Além da origem, os autores compartilhavam, entre outros, dois objetivos que merecem ser destacados: 1) representar uma metáfora crítica do capitalismo norte-americano; 2) construir uma crônica cinematográfica sobre a família ítalo-americana e revelar os hábitos, costumes e crenças dessa comunidade.

A narrativa é construída a partir do cruzamento das biografias dos mafiosos Vito e Michael Corleone, pai e filho numa família ítalo-americana de Nova Iorque (mesmo local em que nasceram e viveram Puzo e Coppola). A história mostra como Vito firmou as bases da família Corleone e dos negócios nos Estados Unidos, e, ao mesmo tempo, retrata a conduta de Michael ao assumir o posto do pai, no final da década de 1950.

Se as duas narrativas forem recuperadas separadamente, percebe-se que elas seguem uma cronologia linear, mas a montagem das sequências intercaladas faz com que a temporalidade do filme se instaure num constante vai-e-vem entre passado e presente da ficção. Se levarmos em conta que essa opção do diretor não foi feita ao acaso, é importante observar com atenção como os enredos foram encaixados e a que tipo de efeitos de raciocínio esse procedimento daria margem, se existiria uma lógica argumentativa por trás dessa construção dramática.

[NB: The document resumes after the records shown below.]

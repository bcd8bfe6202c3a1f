//! # Custom Extractors
//!
//! Maps JSON body rejections onto [`AppError`] so malformed requests get
//! the same `{"error": "..."}` body as every other failure.

use axum::extract::rejection::JsonRejection;
use axum::http::StatusCode;
use axum::Json;

use crate::error::AppError;

/// Extract a JSON body, mapping deserialization errors to
/// [`AppError::BadRequest`] and oversized bodies to
/// [`AppError::PayloadTooLarge`].
///
/// ```ignore
/// async fn handler(body: Result<Json<T>, JsonRejection>) -> Result<..., AppError> {
///     let req = extract_json(body)?;
/// }
/// ```
pub fn extract_json<T>(result: Result<Json<T>, JsonRejection>) -> Result<T, AppError> {
    result.map(|Json(v)| v).map_err(|err| {
        if err.status() == StatusCode::PAYLOAD_TOO_LARGE {
            AppError::PayloadTooLarge(err.body_text())
        } else {
            AppError::BadRequest(err.body_text())
        }
    })
}
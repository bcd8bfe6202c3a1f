//! # Upload Route
//!
//! - `POST /api/upload`: decode a data-URL image, store it, and point the
//!   shared index entry for its label at the new file.
//!
//! Any other method on the path answers 405 `{"error":"Method not allowed"}`.

use axum::extract::rejection::JsonRejection;
use axum::extract::State;
use axum::routing::post;
use axum::{Json, Router};
use serde::{Deserialize, Serialize};

use crate::error::AppError;
use crate::extractors::extract_json;
use crate::orchestration::{UploadOutcome, UploadRequest};
use crate::state::AppState;

/// Assemble the upload router.
pub fn router() -> Router<AppState> {
    Router::new().route("/api/upload", post(upload).fallback(method_not_allowed))
}

/// Request body. Every field is optional at the wire level so that a
/// missing field is reported as a validation error rather than a parse
/// error.
#[derive(Debug, Clone, Default, Serialize, Deserialize)]
pub struct UploadBody {
    /// Label the image is indexed under.
    #[serde(default)]
    pub nama_pahlawan: Option<String>,
    /// Original filename; only its extension is used.
    #[serde(default)]
    pub filename: Option<String>,
    /// Declared MIME type.
    #[serde(default)]
    pub mime: Option<String>,
    /// `data:<mime>;base64,<payload>`.
    #[serde(default)]
    pub data_url: Option<String>,
}

impl From<UploadBody> for UploadRequest {
    fn from(body: UploadBody) -> Self {
        Self {
            label: body.nama_pahlawan.unwrap_or_default(),
            filename: body.filename,
            mime_hint: body.mime.filter(|m| !m.trim().is_empty()),
            data_url: body.data_url.unwrap_or_default(),
        }
    }
}

/// Successful upload response.
#[derive(Debug, Serialize, Deserialize)]
pub struct UploadResponse {
    /// Always `true`.
    pub ok: bool,
    /// Label as stored in the index.
    pub nama_pahlawan: String,
    /// Public URL of the stored image.
    pub image_url: String,
    /// Repository path of the index file.
    pub json_path: String,
    /// Commit carrying the index update, if the store reports one.
    pub commit_url: Option<String>,
}

impl From<UploadOutcome> for UploadResponse {
    fn from(outcome: UploadOutcome) -> Self {
        Self {
            ok: true,
            nama_pahlawan: outcome.label,
            image_url: outcome.image_url,
            json_path: outcome.index_path,
            commit_url: outcome.commit_url,
        }
    }
}

/// POST /api/upload
async fn upload(
    State(state): State<AppState>,
    body: Result<Json<UploadBody>, JsonRejection>,
) -> Result<Json<UploadResponse>, AppError> {
    let body = extract_json(body)?;
    let outcome = state.pipeline.run(body.into()).await?;
    Ok(Json(outcome.into()))
}

async fn method_not_allowed() -> AppError {
    AppError::MethodNotAllowed
}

3.1. Logos na estrutura narrativa e na montagem

A cena de abertura do filme mostra Michael na poltrona que era usada pelo pai, sendo reverenciado pelos parceiros que lhe beijam a mão, da mesma maneira como faziam com o primeiro Don Corleone. Imediatamente após essa imagem, as narrativas começam a se entrecruzar: a trajetória de Vito rumo ao poder, à riqueza e à consolidação da família, assim como o desenrolar da gestão de Michael e a sucessão de atos que o levam à decadência e à solidão. Não se pode ter certeza quanto a que tipo de teses a montagem dessas sequências pretenderia afirmar ou defender, a não ser que se encontrem na fala dos próprios autores (o que, ainda assim, não garante certeza). Nosso trabalho consiste em recuperar, no discurso, alguns efeitos prováveis de significação.

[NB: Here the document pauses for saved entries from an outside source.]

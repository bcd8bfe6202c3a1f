//! In-memory content store.
//!
//! Same contract as the contents API (create-if-absent, compare-and-swap on
//! the version token) without a network. Used for local development
//! (`CONTENT_STORE=memory`) and as the store behind orchestrator tests.
//!
//! Storage is a `parking_lot::RwLock<HashMap>`: the check-and-write of
//! `put_file` runs under one write guard, and no guard is held across an
//! `.await`.

use std::collections::HashMap;
use std::sync::atomic::{AtomicUsize, Ordering};
use std::sync::Arc;

use async_trait::async_trait;
use parking_lot::RwLock;
use sha2::{Digest, Sha256};

use crate::error::ContentApiError;
use crate::store::{ContentStore, PutFile, PutOutcome, RemoteFile, VersionToken};

/// Default prefix for public URLs of in-memory files.
pub const DEFAULT_PUBLIC_BASE: &str = "memory://pahlawan";

#[derive(Debug, Clone)]
struct StoredFile {
    content: Vec<u8>,
    version: VersionToken,
}

#[derive(Debug, Default)]
struct Counters {
    reads: AtomicUsize,
    writes: AtomicUsize,
}

/// Thread-safe, cloneable in-memory [`ContentStore`].
///
/// All clones share the same files.
#[derive(Debug, Clone)]
pub struct MemoryContentStore {
    files: Arc<RwLock<HashMap<String, StoredFile>>>,
    counters: Arc<Counters>,
    public_base: String,
}

impl Default for MemoryContentStore {
    fn default() -> Self {
        Self::new()
    }
}

impl MemoryContentStore {
    /// Create an empty store.
    pub fn new() -> Self {
        Self::with_public_base(DEFAULT_PUBLIC_BASE)
    }

    /// Create an empty store whose public URLs start with `base`.
    pub fn with_public_base(base: impl Into<String>) -> Self {
        Self {
            files: Arc::new(RwLock::new(HashMap::new())),
            counters: Arc::new(Counters::default()),
            public_base: base.into(),
        }
    }

    /// Current bytes at `path`.
    pub fn read(&self, path: &str) -> Option<Vec<u8>> {
        self.files.read().get(path).map(|f| f.content.clone())
    }

    /// Current version token at `path`.
    pub fn version_of(&self, path: &str) -> Option<VersionToken> {
        self.files.read().get(path).map(|f| f.version.clone())
    }

    /// All stored paths, sorted.
    pub fn paths(&self) -> Vec<String> {
        let mut paths: Vec<String> = self.files.read().keys().cloned().collect();
        paths.sort();
        paths
    }

    /// Number of `get_file` calls served, including misses.
    pub fn read_count(&self) -> usize {
        self.counters.reads.load(Ordering::SeqCst)
    }

    /// Number of `put_file` calls received, including rejected ones.
    pub fn write_count(&self) -> usize {
        self.counters.writes.load(Ordering::SeqCst)
    }

    fn version_for(content: &[u8]) -> VersionToken {
        VersionToken::new(format!("{:x}", Sha256::digest(content)))
    }
}

#[async_trait]
impl ContentStore for MemoryContentStore {
    async fn get_file(&self, path: &str) -> Result<RemoteFile, ContentApiError> {
        self.counters.reads.fetch_add(1, Ordering::SeqCst);
        self.files
            .read()
            .get(path)
            .map(|f| RemoteFile {
                content: f.content.clone(),
                version: f.version.clone(),
            })
            .ok_or_else(|| ContentApiError::NotFound {
                path: path.to_string(),
            })
    }

    async fn put_file(&self, file: &PutFile) -> Result<PutOutcome, ContentApiError> {
        self.counters.writes.fetch_add(1, Ordering::SeqCst);
        let mut files = self.files.write();

        let current = files.get(&file.path).map(|f| &f.version);
        match (current, &file.version) {
            (None, None) => {}
            (Some(current), Some(expected)) if current == expected => {}
            (Some(_), None) => {
                return Err(ContentApiError::VersionConflict {
                    path: file.path.clone(),
                    status: 422,
                    message: "\"sha\" wasn't supplied.".to_string(),
                });
            }
            (Some(current), Some(expected)) => {
                tracing::debug!(path = %file.path, %current, %expected, "stale version token");
                return Err(ContentApiError::VersionConflict {
                    path: file.path.clone(),
                    status: 409,
                    message: format!("{} is at {} but expected {}", file.path, current, expected),
                });
            }
            (None, Some(expected)) => {
                return Err(ContentApiError::VersionConflict {
                    path: file.path.clone(),
                    status: 409,
                    message: format!("{} does not exist at {}", file.path, expected),
                });
            }
        }

        let version = Self::version_for(&file.content);
        files.insert(
            file.path.clone(),
            StoredFile {
                content: file.content.clone(),
                version: version.clone(),
            },
        );
        tracing::debug!(path = %file.path, %version, bytes = file.content.len(), "stored file in memory");
        Ok(PutOutcome {
            version,
            commit_url: None,
        })
    }

    fn public_url(&self, path: &str) -> String {
        format!("{}/{}", self.public_base.trim_end_matches('/'), path.trim_start_matches('/'))
    }
}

No caso da estrutura narrativa de O Poderoso Chefão II construída pelo roteiro e, principalmente via montagem, podemos afirmar que, à medida que o filme se desenvolve, a história de Vito segue na direção do sucesso e da conquista dos objetivos, enquanto a de Michael toma rumos catastróficos. As possibilidades de construção do sentido são proporcionadas pela utilização da montagem paralela, que consiste em intercalar duas ou mais sequências narrativas diferentes, contando mais de uma história ao mesmo tempo. O desenvolvimento simultâneo desses dois enredos pode criar entre eles algum tipo de associação, comparação ou aproximação simbólica.

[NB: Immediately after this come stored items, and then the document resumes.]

//! Retry with exponential backoff for content API reads.
//!
//! Only transport errors (connection failures, timeouts) are retried; the
//! caller inspects status codes. Writes are never routed through here: a
//! resent PUT whose first attempt landed would come back as a conflict.

use std::time::Duration;

/// How many times, and how patiently, a read is retried.
#[derive(Debug, Clone, Copy, PartialEq, Eq)]
pub struct RetryPolicy {
    /// Retries after the initial attempt.
    pub max_retries: u32,
    /// Delay before the first retry; doubles on each further retry.
    pub base_delay: Duration,
}

impl Default for RetryPolicy {
    /// 3 retries: 200ms → 400ms → 800ms.
    fn default() -> Self {
        Self {
            max_retries: 3,
            base_delay: Duration::from_millis(200),
        }
    }
}

impl RetryPolicy {
    /// Send once and give up on failure.
    pub fn none() -> Self {
        Self {
            max_retries: 0,
            base_delay: Duration::ZERO,
        }
    }

    /// Delay before retry number `attempt` (zero-based).
    pub fn delay_for(&self, attempt: u32) -> Duration {
        self.base_delay.saturating_mul(2u32.saturating_pow(attempt))
    }
}

/// Send an HTTP request, retrying transport failures under `policy`.
///
/// The closure `f` is called up to `policy.max_retries + 1` times.
pub(crate) async fn retry_send<F, Fut>(
    policy: RetryPolicy,
    endpoint: &str,
    f: F,
) -> Result<reqwest::Response, reqwest::Error>
where
    F: Fn() -> Fut,
    Fut: std::future::Future<Output = Result<reqwest::Response, reqwest::Error>>,
{
    for attempt in 0..policy.max_retries {
        match f().await {
            Ok(resp) => return Ok(resp),
            Err(e) => {
                let delay = policy.delay_for(attempt);
                tracing::warn!(
                    endpoint,
                    attempt = attempt + 1,
                    max_retries = policy.max_retries,
                    "content API request failed, retrying in {delay:?}: {e}"
                );
                tokio::time::sleep(delay).await;
            }
        }
    }
    f().await
}
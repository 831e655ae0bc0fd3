//! Grounded prompt assembly
//!
//! Builds the payload for the first model call: static domain facts, the
//! current classification rendered as a compact status block, the bounded
//! conversation window, and the raw user query. The system instruction is
//! produced separately, parameterized by the current status fields.
//!
//! The grounding facts are data (a swappable `FactSheet` value injected at
//! construction), not inline prompt literals.

use crate::types::{ClassificationResult, ConversationTurn};
use serde::{Deserialize, Serialize};

/// System instruction template. `{status}`, `{confidence}` and `{fault_type}`
/// are substituted from the current classification.
const SYSTEM_INSTRUCTION_TEMPLATE: &str = "You are the shipboard electrical-safety \
diagnostic assistant. The arc-fault monitor currently reports status {status} with \
{confidence}% confidence (fault type: {fault_type}). Answer crew questions about fault \
diagnosis, maintenance regulations, and system health. Ground every answer in the \
monitor status and the vessel fact sheet. Use the provided tools when the crew asks \
for a report, a maintenance order, or a system stability check. Never invent report \
or order identifiers - only cite identifiers returned by a tool.";

/// Static domain knowledge injected into the grounded prompt.
///
/// Swappable per vessel or fleet; the default sheet carries the reference
/// vessel's diagnostic and regulatory facts.
#[derive(Debug, Clone, Serialize, Deserialize)]
pub struct FactSheet {
    /// Short label for logs and prompt headers
    pub title: String,
    /// One fact per entry, rendered as a bulleted block
    pub facts: Vec<String>,
}

impl FactSheet {
    /// Reference fact sheet for the demonstration vessel
    pub fn reference() -> Self {
        Self {
            title: "Vessel electrical diagnostics fact sheet".to_string(),
            facts: vec![
                "Early-stage (level-1) series arc faults show intermittent irregular \
                 high-frequency oscillation; the Informer-based trend model treats a \
                 worsening oscillation as the onset signature."
                    .to_string(),
                "Historical fleet data attributes most series-arc events in high-vibration \
                 zones to aged, loosened cable fixtures that raise joint impedance and \
                 cause intermittent discharge."
                    .to_string(),
                "Classification-society rule XX-2023 clause 5.4.1 requires quarterly \
                 preventive inspection of electrical connection points in high-vibration \
                 zones."
                    .to_string(),
                "The shipboard edge computing unit nominally runs at about 38% load with \
                 model inference latency within 15 ms; the ship-to-shore link latency \
                 stays below 50 ms."
                    .to_string(),
                "On a confirmed (level-2) fault the crew isolates the circuit first, then \
                 requests a diagnostic report and a corrective maintenance order."
                    .to_string(),
            ],
        }
    }

    fn rendered(&self) -> String {
        let mut block = String::new();
        for fact in &self.facts {
            block.push_str("- ");
            block.push_str(fact);
            block.push('\n');
        }
        block
    }
}

/// Fully assembled grounding payload for one orchestrator invocation.
///
/// Built fresh per call and never persisted.
#[derive(Debug, Clone)]
pub struct GroundedContext {
    pub prompt: String,
    pub system_instruction: String,
}

/// Assembles grounded prompts from an injected fact sheet.
pub struct ContextAssembler {
    fact_sheet: FactSheet,
}

impl ContextAssembler {
    pub fn new(fact_sheet: FactSheet) -> Self {
        Self { fact_sheet }
    }

    /// Build the prompt payload and system instruction for one query.
    ///
    /// `history_window` is the already-bounded recent view from the
    /// conversation store, oldest first.
    pub fn assemble(
        &self,
        status: &ClassificationResult,
        history_window: &[ConversationTurn],
        user_query: &str,
    ) -> GroundedContext {
        let mut prompt = String::new();

        prompt.push_str("### ");
        prompt.push_str(&self.fact_sheet.title);
        prompt.push('\n');
        prompt.push_str(&self.fact_sheet.rendered());

        prompt.push_str("\n### CURRENT MONITOR STATUS\n");
        prompt.push_str(&status.status_block());
        prompt.push('\n');

        if !history_window.is_empty() {
            prompt.push_str("\n### RECENT CONVERSATION\n");
            for turn in history_window {
                prompt.push_str(turn.role.as_str());
                prompt.push_str(": ");
                prompt.push_str(&turn.text);
                prompt.push('\n');
            }
        }

        prompt.push_str("\n### CREW QUERY\n");
        prompt.push_str(user_query);

        let system_instruction = SYSTEM_INSTRUCTION_TEMPLATE
            .replace("{status}", status.status.as_str())
            .replace("{confidence}", &format!("{:.1}", status.confidence))
            .replace("{fault_type}", &status.fault_type);

        tracing::trace!(
            prompt_chars = prompt.len(),
            history_turns = history_window.len(),
            status = %status.status,
            "Assembled grounded context"
        );

        GroundedContext {
            prompt,
            system_instruction,
        }
    }
}

#[cfg(test)]
mod tests {
    use super::*;
    use crate::types::StatusCode;

    fn status_l1() -> ClassificationResult {
        ClassificationResult {
            status: StatusCode::WarningL1,
            confidence: 85.0,
            fault_type: "early_arc".to_string(),
        }
    }

    #[test]
    fn test_prompt_contains_all_sections() {
        let assembler = ContextAssembler::new(FactSheet::reference());
        let history = vec![
            ConversationTurn::user("is the waveform normal?"),
            ConversationTurn::assistant("it shows early oscillation"),
        ];
        let ctx = assembler.assemble(&status_l1(), &history, "what should we do next?");

        assert!(ctx.prompt.contains("fact sheet"));
        assert!(ctx.prompt.contains("CURRENT MONITOR STATUS"));
        assert!(ctx.prompt.contains("WARNING_L1"));
        assert!(ctx.prompt.contains("85.0"));
        assert!(ctx.prompt.contains("RECENT CONVERSATION"));
        assert!(ctx.prompt.contains("user: is the waveform normal?"));
        assert!(ctx.prompt.contains("assistant: it shows early oscillation"));
        assert!(ctx.prompt.contains("CREW QUERY\nwhat should we do next?"));
    }

    #[test]
    fn test_system_instruction_parameterized_by_status() {
        let assembler = ContextAssembler::new(FactSheet::reference());
        let ctx = assembler.assemble(&status_l1(), &[], "hello");
        assert!(ctx.system_instruction.contains("WARNING_L1"));
        assert!(ctx.system_instruction.contains("85.0"));
        assert!(ctx.system_instruction.contains("early_arc"));
        assert!(!ctx.system_instruction.contains("{status}"));
    }

    #[test]
    fn test_empty_history_omits_conversation_section() {
        let assembler = ContextAssembler::new(FactSheet::reference());
        let ctx = assembler.assemble(&status_l1(), &[], "q");
        assert!(!ctx.prompt.contains("RECENT CONVERSATION"));
    }

    #[test]
    fn test_custom_fact_sheet_is_data_not_literals() {
        let sheet = FactSheet {
            title: "Test sheet".to_string(),
            facts: vec!["fact alpha".to_string(), "fact beta".to_string()],
        };
        let assembler = ContextAssembler::new(sheet);
        let ctx = assembler.assemble(&status_l1(), &[], "q");
        assert!(ctx.prompt.contains("- fact alpha"));
        assert!(ctx.prompt.contains("- fact beta"));
        assert!(!ctx.prompt.contains("XX-2023"));
    }
}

No filme analisado, esse procedimento permite identificar um recurso à analogia, que consiste em mostrar certa similaridade entre duas estruturas apresentadas. De acordo com Olbrechts-Tyteca e Perelman, a fórmula da analogia determina que A é para B aquilo que C é para D, em que A e B fornecem a base para a conclusão e C e D fornecem a base para o raciocínio. Identificamos, assim, pelo menos duas analogias possíveis:

Vito Corleone é para a primeira geração da família o que Michael se torna para a segunda geração: um homem poderoso, que cuida dos interesses familiares, e que usa o próprio talento estratégico para aumentar esse poder.

Vito negocia com os inimigos e recorre à violência, se necessário, assim como Michael tenta firmar acordos, planejando a morte daqueles que se apresentam como obstáculos.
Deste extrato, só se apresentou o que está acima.